La tormenta tropical Mekkhala puso en alerta máxima al este y oeste de Japón, con casi 200.000 personas bajo órdenes de evacuación mientras el fenómeno avanzaba hacia la región de Tokio con vientos sostenidos de 72 km/h y ráfagas de hasta 108 km/h. Según la Agencia Meteorológica de Japón, Mekkhala se encontraba al mediodía hora local a unos 750 kilómetros al suroeste de la capital y se desplazaba al noreste a 50 km/h, con proyección de alcanzar las inmediaciones de Tokio durante la noche del sábado antes de transformarse en ciclón extratropical. Las previsiones oficiales anticipan hasta 200 milímetros de lluvia en la región de Kanto-Koshin —donde se encuentra la capital japonesa— y hasta 250 milímetros en la región de Tokai, a lo largo de la costa del océano Pacífico, para la mañana del domingo. El balance oficial registra siete heridos graves, un desaparecido por un deslizamiento de tierra en la prefectura de Yamaguchi y 289 viviendas dañadas, con los mayores daños concentrados en Nara y Kagoshima.

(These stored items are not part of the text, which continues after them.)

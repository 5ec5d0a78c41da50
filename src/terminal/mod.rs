//! Shared terminal utilities.
//!
//! Box drawing, the slider widget, raw mode management, and ANSI helpers.

mod output;
mod raw_mode;

pub use output::*;
pub use raw_mode::*;
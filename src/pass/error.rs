use thiserror::Error;

use super::config::MAX_LENGTH;

/// A configuration the generator cannot build a password from.
#[derive(Debug, Clone, Copy, PartialEq, Eq, Error)]
pub enum InvalidConfig {
    #[error("Please select at least one character type")]
    NoClassSelected,
    #[error("Password length must be between 1 and {max} (got {0})", max = MAX_LENGTH)]
    InvalidLength(usize),
    #[error("No characters left to choose from after removing similar characters")]
    EmptyAlphabet,
    #[error("Symbol set may not contain whitespace or control characters (found {0:?})")]
    InvalidSymbol(char),
}
use crate::entropy::SourceKind;
use crate::pass::{CharClass, ClassSet};

#[derive(Debug, Default)]
pub struct CliFlags {
    pub help: bool,
    pub version: bool,
    pub quiet: bool,
    pub clipboard: bool,
    pub saved: bool,
    pub default: bool,
    pub avoid_similar: bool,
    pub length: Option<usize>,
    pub number: Option<usize>,
    pub classes: Option<ClassSet>,
    pub disabled: ClassSet,
    pub symbols: Option<String>,
    pub rng: Option<SourceKind>,
}

impl CliFlags {
    /// Classes to generate from, given the starting set.
    pub fn resolve_classes(&self, base: ClassSet) -> ClassSet {
        let mut classes = self.classes.unwrap_or(base);
        for class in CharClass::ALL {
            if self.disabled.contains(class) {
                classes.remove(class);
            }
        }
        classes
    }
}

#[cfg(test)]
mod tests {
    use super::*;

    #[test]
    fn disabled_classes_win_over_selection() {
        let flags = CliFlags {
            classes: Some([CharClass::Uppercase, CharClass::Numbers].into_iter().collect()),
            disabled: [CharClass::Numbers].into_iter().collect(),
            ..Default::default()
        };
        let classes = flags.resolve_classes(ClassSet::all());
        assert_eq!(classes.codes(), "u");
    }

    #[test]
    fn falls_back_to_base() {
        let flags = CliFlags::default();
        assert_eq!(flags.resolve_classes(ClassSet::all()), ClassSet::all());
    }
}
//! Generator preferences. Generated passwords are never stored.

mod file;

use std::path::{Path, PathBuf};

use crate::entropy::SourceKind;
use crate::pass::{ClassSet, GenerationConfig, charset};

pub use file::config_path;

/// Bounds of the interactive length slider.
pub const SLIDER_MIN: usize = 4;
pub const SLIDER_MAX: usize = 50;

#[derive(Debug, Clone, PartialEq, Eq)]
pub struct Settings {
    pub pass_length: usize,
    pub classes: ClassSet,
    pub avoid_similar: bool,
    pub symbols: String,
    pub auto_copy: bool,
    pub rng: SourceKind,
}

impl Settings {
    pub fn load_from_file() -> Result<Self, std::io::Error> {
        Self::load_from(&config_path())
    }

    pub fn load_from(path: &Path) -> Result<Self, std::io::Error> {
        let mut settings = Settings::default();
        file::load(&mut settings, path)?;
        Ok(settings)
    }

    pub fn save_to_file(&self) -> Result<PathBuf, std::io::Error> {
        let path = config_path();
        file::save(self, &path)?;
        Ok(path)
    }

    /// Snapshot the current preferences as a generation request.
    pub fn to_config(&self) -> GenerationConfig {
        GenerationConfig {
            length: self.pass_length,
            classes: self.classes,
            avoid_similar: self.avoid_similar,
            ..Default::default()
        }
        .with_symbols(&self.symbols)
    }

    /// Move the slider by `delta`, clamped to its range.
    pub fn nudge_length(&mut self, delta: isize) {
        let next = self.pass_length.saturating_add_signed(delta);
        self.pass_length = next.clamp(SLIDER_MIN, SLIDER_MAX);
    }
}

impl Default for Settings {
    fn default() -> Self {
        Self {
            pass_length: 16,
            classes: ClassSet::all(),
            avoid_similar: false,
            symbols: charset::SYMBOLS.to_string(),
            auto_copy: true,
            rng: SourceKind::Os,
        }
    }
}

El impacto sobre la infraestructura del país es masivo. Más de 200 vuelos fueron cancelados el viernes, principalmente con destino u origen en el aeropuerto de Naha, en Okinawa, donde Mekkhala ya provocó inundaciones, daños en carreteras y deslizamientos en varios distritos de la isla de Kyushu. Este sábado el temporal comenzó a afectar también el transporte terrestre, con advertencias y suspensiones en los servicios del tren bala shinkansen en las regiones de Kanto, Tohoku y Shinetsu. En paralelo, los remanentes de la tormenta tropical Higos —que se debilitó en un ciclón de baja intensidad antes de lo previsto, aliviando relativamente la preocupación inicial— siguen generando lluvias y viento en las zonas afectadas, sumando presión sobre un sistema meteorológico ya complejo.
El fenómeno se inscribe en el patrón estival japonés: las aguas cálidas del Pacífico propician cada año la formación de ciclones que, en ocasiones, generan daños significativos e interrupciones económicas en el archipiélago. Mekkhala es ya el séptimo tifón de la temporada según la terminología nipona, y su trayectoria hacia la región metropolitana de Tokio —una de las más densamente pobladas del planeta— lo convierte en el más preocupante del año hasta ahora. Las autoridades mantienen activos los protocolos de emergencia y monitorean la evolución hora a hora de un sistema que en las próximas 24 horas determinará si el peor escenario se materializa o si el temporal pierde intensidad antes de alcanzar el corazón del país.